According to Ann Coakley, director of the Wisconsin DNR’s Waste and Materials Management Program, it’s taking longer for the pit to stabilize because the company used finer-grade limestone to buffer the mineral-laden rock than planned. But she says monitoring wells outside the pit, close to the river, show groundwater meets state standards.
“It’s not impacting the Flambeau River, and that’s the measure of success,” she said. “That waste pit could have high manganese for decades, if not centuries, and as long as it’s not moving outside of the waste pit and to the river, it’s not a problem.”
In an email, Flambeau Mining Company’s Dave Cline wrote, “All monitoring of the mine site continues to show that the Flambeau River was, is and remains protected… we are proud of our demonstrated commitment to and longstanding positive environmental record at the Flambeau Mine site.” http://flambeaumine.com/
Just 140 feet of bedrock separates the river from the backfilled pit. Gauger and others worry that the rock could eventually allow migration of contaminated groundwater into the river. Coakley dismissed that concern.
“The bedrock is not very permeable at all; it’s quite tight; there are very few fractures,” she said. “So water moves very, very slowly, and will never get to the Flambeau River.” Nevertheless, the state plans to continue monitoring the pit and the river for decades.

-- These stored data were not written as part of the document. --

use crate::codepointset::Interval;

// Character classes like \d or \S, and the ASCII classes usable as [[:name:]].

/// Construct an interval from an inclusive range of char.
const fn r(first: char, last: char) -> Interval {
    Interval {
        first: first as u32,
        last: last as u32,
    }
}

/// Construct an interval from a single char.
const fn r1(c: char) -> Interval {
    Interval {
        first: c as u32,
        last: c as u32,
    }
}

// Note all of these are sorted.

/// `\w` outside Unicode mode.
pub const WORD_CHARS: [Interval; 4] = [r('0', '9'), r('A', 'Z'), r1('_'), r('a', 'z')];

/// `\d` outside Unicode mode.
pub const DIGITS: [Interval; 1] = [r('0', '9')];

/// `\s` outside Unicode mode: tab, newline, vertical tab, form feed, carriage
/// return and space.
pub const WHITESPACE: [Interval; 2] = [r('\u{0009}', '\u{000D}'), r1(' ')];

const ALNUM: [Interval; 3] = [r('0', '9'), r('A', 'Z'), r('a', 'z')];
const ALPHA: [Interval; 2] = [r('A', 'Z'), r('a', 'z')];
const ASCII: [Interval; 1] = [r('\u{0}', '\u{7F}')];
const BLANK: [Interval; 2] = [r1('\t'), r1(' ')];
const CNTRL: [Interval; 2] = [r('\u{0}', '\u{1F}'), r1('\u{7F}')];
const GRAPH: [Interval; 1] = [r('!', '~')];
const LOWER: [Interval; 1] = [r('a', 'z')];
const PRINT: [Interval; 1] = [r(' ', '~')];
const PUNCT: [Interval; 4] = [r('!', '/'), r(':', '@'), r('[', '`'), r('{', '~')];
const UPPER: [Interval; 1] = [r('A', 'Z')];
const XDIGIT: [Interval; 3] = [r('0', '9'), r('A', 'F'), r('a', 'f')];

/// \return the intervals for an ASCII class name as written in `[[:name:]]`.
pub fn posix_class(name: &str) -> Option<&'static [Interval]> {
    Some(match name {
        "alnum" => &ALNUM,
        "alpha" => &ALPHA,
        "ascii" => &ASCII,
        "blank" => &BLANK,
        "cntrl" => &CNTRL,
        "digit" => &DIGITS,
        "graph" => &GRAPH,
        "lower" => &LOWER,
        "print" => &PRINT,
        "punct" => &PUNCT,
        "space" => &WHITESPACE,
        "upper" => &UPPER,
        "word" => &WORD_CHARS,
        "xdigit" => &XDIGIT,
        _ => return None,
    })
}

One oddity about the Flambeau mine is that a small area was not reclaimed because the city of Ladysmith asked the company to leave its buildings and a road there for re-use. The company built a bio-filter and later an infiltration basin in an attempt to clean contaminated stormwater flowing from the area. Neither of these passive water treatment systems has proved effective. Now, a nearby small stream is loaded with enough copper and zinc to land it on the state’s list of impaired waters.

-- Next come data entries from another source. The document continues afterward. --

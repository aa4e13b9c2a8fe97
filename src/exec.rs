//! Iteration over successive matches.

use crate::api::{Captures, Match, Regex};
use crate::pikevm::Cache;
use crate::util::next_boundary;
use core::fmt;

/// The ways a search can fail, as opposed to finding no match.
#[derive(Debug, Copy, Clone, PartialEq, Eq)]
pub enum MatchError {
    /// The deadline passed before the search completed.
    Timeout,
}

impl fmt::Display for MatchError {
    fn fmt(&self, f: &mut fmt::Formatter) -> fmt::Result {
        match self {
            MatchError::Timeout => f.write_str("Search deadline exceeded"),
        }
    }
}

impl std::error::Error for MatchError {}

/// The search position shared by the match and capture iterators.
///
/// After an empty match the next search starts one char later, and an empty
/// match ending where the previous match ended is skipped. So `a*` over "ab"
/// produces "a" at 0..1 and then "" at 2..2.
#[derive(Debug)]
struct MatchCursor<'r, 't> {
    re: &'r Regex,
    text: &'t str,
    cache: Cache,

    // Number of capture slots to track.
    nslots: usize,

    // Where to search next, or None once exhausted.
    next_start: Option<usize>,

    // End of the last match produced.
    last_end: Option<usize>,
}

impl<'r, 't> MatchCursor<'r, 't> {
    fn new(re: &'r Regex, text: &'t str, start: usize, nslots: usize) -> Self {
        MatchCursor {
            re,
            text,
            cache: re.create_cache(),
            nslots,
            next_start: Some(start),
            last_end: None,
        }
    }

    /// Find the next match, leaving its slots in the cache.
    /// \return the bounds of the match.
    fn advance(&mut self) -> Option<(usize, usize)> {
        loop {
            let start = self.next_start?;
            if !self
                .re
                .search_slots(&mut self.cache, self.text, start, self.nslots)
            {
                self.next_start = None;
                return None;
            }
            let (start, end) = match self.cache.slots() {
                [Some(start), Some(end), ..] => (*start, *end),
                _ => unreachable!("Matches always set the whole-match slots"),
            };
            if start == end {
                self.next_start = next_boundary(self.text, end);
                if self.last_end == Some(end) {
                    continue;
                }
            } else {
                self.next_start = Some(end);
            }
            self.last_end = Some(end);
            return Some((start, end));
        }
    }
}

/// An iterator over successive non-overlapping matches.
/// Produced by `Regex::find_iter`.
#[derive(Debug)]
pub struct Matches<'r, 't> {
    cursor: MatchCursor<'r, 't>,
}

impl<'r, 't> Matches<'r, 't> {
    pub(crate) fn new(re: &'r Regex, text: &'t str, start: usize) -> Self {
        Matches {
            cursor: MatchCursor::new(re, text, start, 2),
        }
    }

    /// \return the text being searched.
    pub fn text(&self) -> &'t str {
        self.cursor.text
    }

    /// \return the regex being matched.
    pub fn regex(&self) -> &'r Regex {
        self.cursor.re
    }
}

impl<'t> Iterator for Matches<'_, 't> {
    type Item = Match<'t>;

    fn next(&mut self) -> Option<Match<'t>> {
        let (start, end) = self.cursor.advance()?;
        Some(Match::new(self.cursor.text, start, end))
    }
}

impl core::iter::FusedIterator for Matches<'_, '_> {}

/// An iterator over the capture groups of successive non-overlapping matches.
/// Produced by `Regex::captures_iter`.
#[derive(Debug)]
pub struct CaptureMatches<'r, 't> {
    cursor: MatchCursor<'r, 't>,
}

impl<'r, 't> CaptureMatches<'r, 't> {
    pub(crate) fn new(re: &'r Regex, text: &'t str, start: usize) -> Self {
        CaptureMatches {
            cursor: MatchCursor::new(re, text, start, re.captures_len() * 2),
        }
    }
}

impl<'t> Iterator for CaptureMatches<'_, 't> {
    type Item = Captures<'t>;

    fn next(&mut self) -> Option<Captures<'t>> {
        self.cursor.advance()?;
        let cursor = &self.cursor;
        Some(cursor.re.make_captures(cursor.text, cursor.cache.slots()))
    }
}

impl core::iter::FusedIterator for CaptureMatches<'_, '_> {}

/// An iterator over the text between matches.
/// The text after the last match is always produced, even if empty.
/// Produced by `Regex::split`.
#[derive(Debug)]
pub struct Split<'r, 't> {
    finder: Matches<'r, 't>,

    // Start of the next segment. Past the end once the remainder was produced.
    last: usize,
}

impl<'r, 't> Split<'r, 't> {
    pub(crate) fn new(re: &'r Regex, text: &'t str) -> Self {
        Split {
            finder: Matches::new(re, text, 0),
            last: 0,
        }
    }

    /// \return everything not yet produced, and mark the iterator finished.
    fn remainder(&mut self) -> Option<&'t str> {
        let text = self.finder.text();
        if self.last > text.len() {
            return None;
        }
        let s = &text[self.last..];
        self.last = text.len() + 1;
        Some(s)
    }
}

impl<'t> Iterator for Split<'_, 't> {
    type Item = &'t str;

    fn next(&mut self) -> Option<&'t str> {
        let text = self.finder.text();
        if self.last > text.len() {
            return None;
        }
        match self.finder.next() {
            None => self.remainder(),
            Some(m) => {
                let s = &text[self.last..m.start()];
                self.last = m.end();
                Some(s)
            }
        }
    }
}

impl core::iter::FusedIterator for Split<'_, '_> {}

/// An iterator over at most `n` segments of text between matches; the last
/// segment holds the rest of the text.
/// Produced by `Regex::splitn`.
#[derive(Debug)]
pub struct SplitN<'r, 't> {
    splits: Split<'r, 't>,
    n: usize,
}

impl<'r, 't> SplitN<'r, 't> {
    pub(crate) fn new(re: &'r Regex, text: &'t str, n: usize) -> Self {
        SplitN {
            splits: Split::new(re, text),
            n,
        }
    }
}

impl<'t> Iterator for SplitN<'_, 't> {
    type Item = &'t str;

    fn next(&mut self) -> Option<&'t str> {
        if self.n == 0 {
            return None;
        }
        self.n -= 1;
        if self.n > 0 {
            self.splits.next()
        } else {
            self.splits.remainder()
        }
    }

    fn size_hint(&self) -> (usize, Option<usize>) {
        (0, Some(self.n))
    }
}

impl core::iter::FusedIterator for SplitN<'_, '_> {}
//! Regex compiler back-end: transforms IR into a CompiledRegex

use crate::insn::{CompiledRegex, Insn, JumpTarget};
use crate::ir;
use crate::ir::Node;
use crate::parse::{Error, ErrorKind};
use crate::startpredicate;
use crate::types::SLOT_TABLE_FACTOR;
use std::sync::Arc;

/// \return an anchor instruction for a given IR anchor.
fn make_anchor(anchor_type: ir::AnchorType) -> Insn {
    match anchor_type {
        ir::AnchorType::StartOfLine => Insn::StartOfLine,
        ir::AnchorType::EndOfLine => Insn::EndOfLine,
        ir::AnchorType::StartOfText => Insn::StartOfText,
        ir::AnchorType::EndOfText => Insn::EndOfText,
    }
}

/// \return a split preferring \p body when greedy, else preferring \p exit.
fn make_split(greedy: bool, body: JumpTarget, exit: JumpTarget) -> Insn {
    if greedy {
        Insn::Split {
            primary: body,
            secondary: exit,
        }
    } else {
        Insn::Split {
            primary: exit,
            secondary: body,
        }
    }
}

/// Type which wraps up the context needed to emit a CompiledRegex.
struct Emitter {
    insns: Vec<Insn>,
    brackets: Vec<crate::types::BracketContents>,

    // The program may not grow beyond this many instructions.
    size_limit: usize,
}

impl Emitter {
    /// Emit an instruction.
    /// Return the instruction's index.
    fn emit_insn(&mut self, insn: Insn) -> Result<JumpTarget, Error> {
        let ret = self.next_offset();
        if ret >= self.size_limit {
            return Err(Error::new(
                ErrorKind::Compile,
                format!(
                    "Compiled program too large (limit is {} instructions)",
                    self.size_limit
                ),
                None,
            ));
        }
        self.insns.push(insn);
        Ok(ret)
    }

    /// \return the offset of the next instruction emitted.
    fn next_offset(&self) -> JumpTarget {
        self.insns.len()
    }

    /// Replace a placeholder instruction.
    fn patch(&mut self, idx: JumpTarget, insn: Insn) {
        debug_assert!(
            matches!(self.insns[idx], Insn::Split { .. } | Insn::Jump { .. }),
            "Should be patching a branch"
        );
        self.insns[idx] = insn;
    }

    /// Emit instructions corresponding to a given node.
    /// Recursion depth is bounded by the parser's nesting limit.
    fn emit_node(&mut self, node: &Node) -> Result<(), Error> {
        match node {
            Node::Empty => {}
            &Node::Char { c, icase } => {
                if !icase {
                    self.emit_insn(Insn::Char(c))?;
                } else {
                    self.emit_insn(Insn::CharICase(c))?;
                }
            }
            Node::Cat(children) => {
                for nn in children {
                    self.emit_node(nn)?;
                }
            }
            Node::Alt(branches) => {
                // Each branch but the last is preceded by a split whose
                // secondary target is the next branch, and followed by a jump
                // to the exit.
                let mut jumps = Vec::with_capacity(branches.len());
                let (last, init) = match branches.split_last() {
                    Some(pair) => pair,
                    None => return Ok(()),
                };
                for branch in init {
                    let split = self.emit_insn(Insn::Split {
                        primary: 0,
                        secondary: 0,
                    })?;
                    self.emit_node(branch)?;
                    jumps.push(self.emit_insn(Insn::Jump { target: 0 })?);
                    let next_branch = self.next_offset();
                    self.patch(
                        split,
                        Insn::Split {
                            primary: split + 1,
                            secondary: next_branch,
                        },
                    );
                }
                self.emit_node(last)?;
                let exit = self.next_offset();
                for jump in jumps {
                    self.patch(jump, Insn::Jump { target: exit });
                }
            }
            Node::Bracket(contents) => {
                let idx = self.brackets.len();
                self.brackets.push(contents.clone());
                self.emit_insn(Insn::Bracket(idx))?;
            }
            Node::MatchAny => {
                self.emit_insn(Insn::MatchAny)?;
            }
            Node::MatchAnyExceptLineTerminator => {
                self.emit_insn(Insn::MatchAnyExceptLineTerminator)?;
            }
            Node::Anchor(anchor_type) => {
                self.emit_insn(make_anchor(*anchor_type))?;
            }
            Node::WordBoundary { invert, unicode } => {
                self.emit_insn(Insn::WordBoundary {
                    invert: *invert,
                    unicode: *unicode,
                })?;
            }
            Node::Loop { loopee, quant } => {
                // Mandatory iterations.
                for _ in 0..quant.min {
                    self.emit_node(loopee)?;
                }
                if quant.is_unbounded() {
                    // L: split(body, exit); body; jump L
                    let split = self.emit_insn(Insn::Jump { target: 0 })?;
                    self.emit_node(loopee)?;
                    self.emit_insn(Insn::Jump { target: split })?;
                    let exit = self.next_offset();
                    self.patch(split, make_split(quant.greedy, split + 1, exit));
                } else {
                    // Optional iterations, each nested in the one before:
                    // split(body, exit); body; split(body, exit); body; ...
                    let mut splits = Vec::new();
                    for _ in quant.min..quant.max {
                        splits.push(self.emit_insn(Insn::Jump { target: 0 })?);
                        self.emit_node(loopee)?;
                    }
                    let exit = self.next_offset();
                    for split in splits {
                        self.patch(split, make_split(quant.greedy, split + 1, exit));
                    }
                }
            }
            Node::CaptureGroup(contents, group, ..) => {
                let group = *group as usize;
                self.emit_insn(Insn::Save(group * 2))?;
                self.emit_node(contents)?;
                self.emit_insn(Insn::Save(group * 2 + 1))?;
            }
        }
        Ok(())
    }
}

/// Check that a search tracking every group of \p cr stays within the memory
/// implied by \p size_limit.
fn check_slot_table(cr: &CompiledRegex, size_limit: usize) -> Result<(), Error> {
    let limit = size_limit.saturating_mul(SLOT_TABLE_FACTOR);
    let entries = cr.insns.len().saturating_mul(cr.slot_count());
    if entries > limit {
        return Err(Error::new(
            ErrorKind::Compile,
            format!(
                "Too many capture groups for program size ({} slot entries, limit is {})",
                entries, limit
            ),
            None,
        ));
    }
    Ok(())
}

/// Compile the given IR to a CompiledRegex.
/// The program has the shape `Save(0) body Save(1) Goal`.
pub fn emit(re: &ir::Regex, size_limit: usize) -> Result<CompiledRegex, Error> {
    let mut emitter = Emitter {
        insns: Vec::new(),
        brackets: Vec::new(),
        size_limit,
    };
    emitter.emit_insn(Insn::Save(0))?;
    emitter.emit_node(&re.node)?;
    emitter.emit_insn(Insn::Save(1))?;
    emitter.emit_insn(Insn::Goal)?;

    let group_names: Arc<[Option<Box<str>>]> = re
        .group_names
        .iter()
        .map(|name| name.as_deref().map(Box::from))
        .collect();
    let cr = CompiledRegex {
        insns: emitter.insns,
        brackets: emitter.brackets,
        start_pred: startpredicate::predicate_for_re(re),
        group_names,
        flags: re.flags,
    };
    check_slot_table(&cr, size_limit)?;
    Ok(cr)
}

Laura Gauger joined two environmental groups to sue the company for the pollution. In a federal court case that rivals a Dickens story for twists and turns, the trial court ruled that the company had violated the Clean Water Act, but the appeals court ruled that it wasn’t the company’s fault, because the Wisconsin DNR had failed to place limitations on contamination for the stream. Rio Tinto went after the plaintiffs for legal costs, in what Gauger describes as a campaign to discourage such citizen lawsuits.

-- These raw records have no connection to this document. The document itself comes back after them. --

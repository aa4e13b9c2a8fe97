use pikere::{Input, Regex};

#[test]
fn test_anchored_optimization() {
    let re = Regex::new(r"^abc").unwrap();
    assert!(re.find("abc").is_some());
    assert!(re.find("abcdef").is_some());
    assert!(re.find("xabc").is_none());

    let re = Regex::new(r"^hello\s+world").unwrap();
    assert!(re.find("hello world").is_some());
    assert!(re.find("hello   world").is_some());
    assert!(re.find("  hello world").is_none());

    let re = Regex::new(r"^(\w+)=(\d+)").unwrap();
    let caps = re.captures("key=123 other=456").unwrap();
    assert_eq!(caps.get(1).map(|m| m.as_str()), Some("key"));
    assert_eq!(caps.get(2).map(|m| m.as_str()), Some("123"));
    assert!(re.find(" key=123").is_none());
}

#[test]
fn test_anchored_alternation() {
    let re = Regex::new(r"^abc|^def").unwrap();
    assert!(re.find("abc").is_some());
    assert!(re.find("def").is_some());
    assert!(re.find("xabc").is_none());
    assert!(re.find("xdef").is_none());

    // Only one branch is anchored.
    let re = Regex::new(r"^abc|def").unwrap();
    assert!(re.find("abc").is_some());
    assert_eq!(re.find("xdef").map(|m| m.range()), Some(1..4));
    assert!(re.find("xabc").is_none());
}

#[test]
fn test_anchored_iteration() {
    // An anchored pattern matches at most once.
    let re = Regex::new(r"^a").unwrap();
    assert_eq!(re.find_iter("aaa").count(), 1);
    let re = Regex::new(r"\Aa*").unwrap();
    assert_eq!(re.find_iter("aab").map(|m| m.as_str()).collect::<Vec<_>>(), vec!["aa"]);
}

#[test]
fn test_anchored_start_offset() {
    // Offsets do not move the start of the text.
    let re = Regex::new(r"^b").unwrap();
    assert!(re.find_at("ab", 1).is_none());
    let re = Regex::with_flags(r"^b", "m").unwrap();
    assert!(re.find_at("ab", 1).is_none());
    assert_eq!(re.find_at("a\nb", 1).map(|m| m.start()), Some(2));
}

#[test]
fn test_anchored_input() {
    let re = Regex::new(r"\d+").unwrap();
    let mut cache = re.create_cache();
    let input = Input::new("ab12").anchored(true);
    assert!(re.search(&input, &mut cache).unwrap().is_none());
    let input = Input::new("ab12").anchored(true).start(2);
    let caps = re.search(&input, &mut cache).unwrap().unwrap();
    assert_eq!(&caps[0], "12");
}

#[test]
fn test_multiline_not_anchored() {
    let re = Regex::with_flags(r"^abc", "m").unwrap();
    assert!(re.find("abc").is_some());
    assert!(re.find("xyz\nabc").is_some());
    assert!(re.find("xabc").is_none());
}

The DNR’s Ann Coakley said the state has no plans at the moment to clean up the stream. “It’s not a very high priority compared to some others on the list,” she said. “It only flows during rainfall and snowmelt events, and the biggest problem is we don’t know for sure why the copper concentration is high.” Coakley said the ground around the entire area is naturally high in copper, and the stream wasn’t sampled before the mine was built.
Gauger draws on her study of the Flambeau mine to criticize Minnesota’s environmental study of the proposed PolyMet mine. In her comments to the Minnesota DNR, she says the study fails to provide baseline water quality data on surrounding streams, fails to explain limitations in computer modeling, and promises use of passive water treatment systems that didn’t work at Flambeau.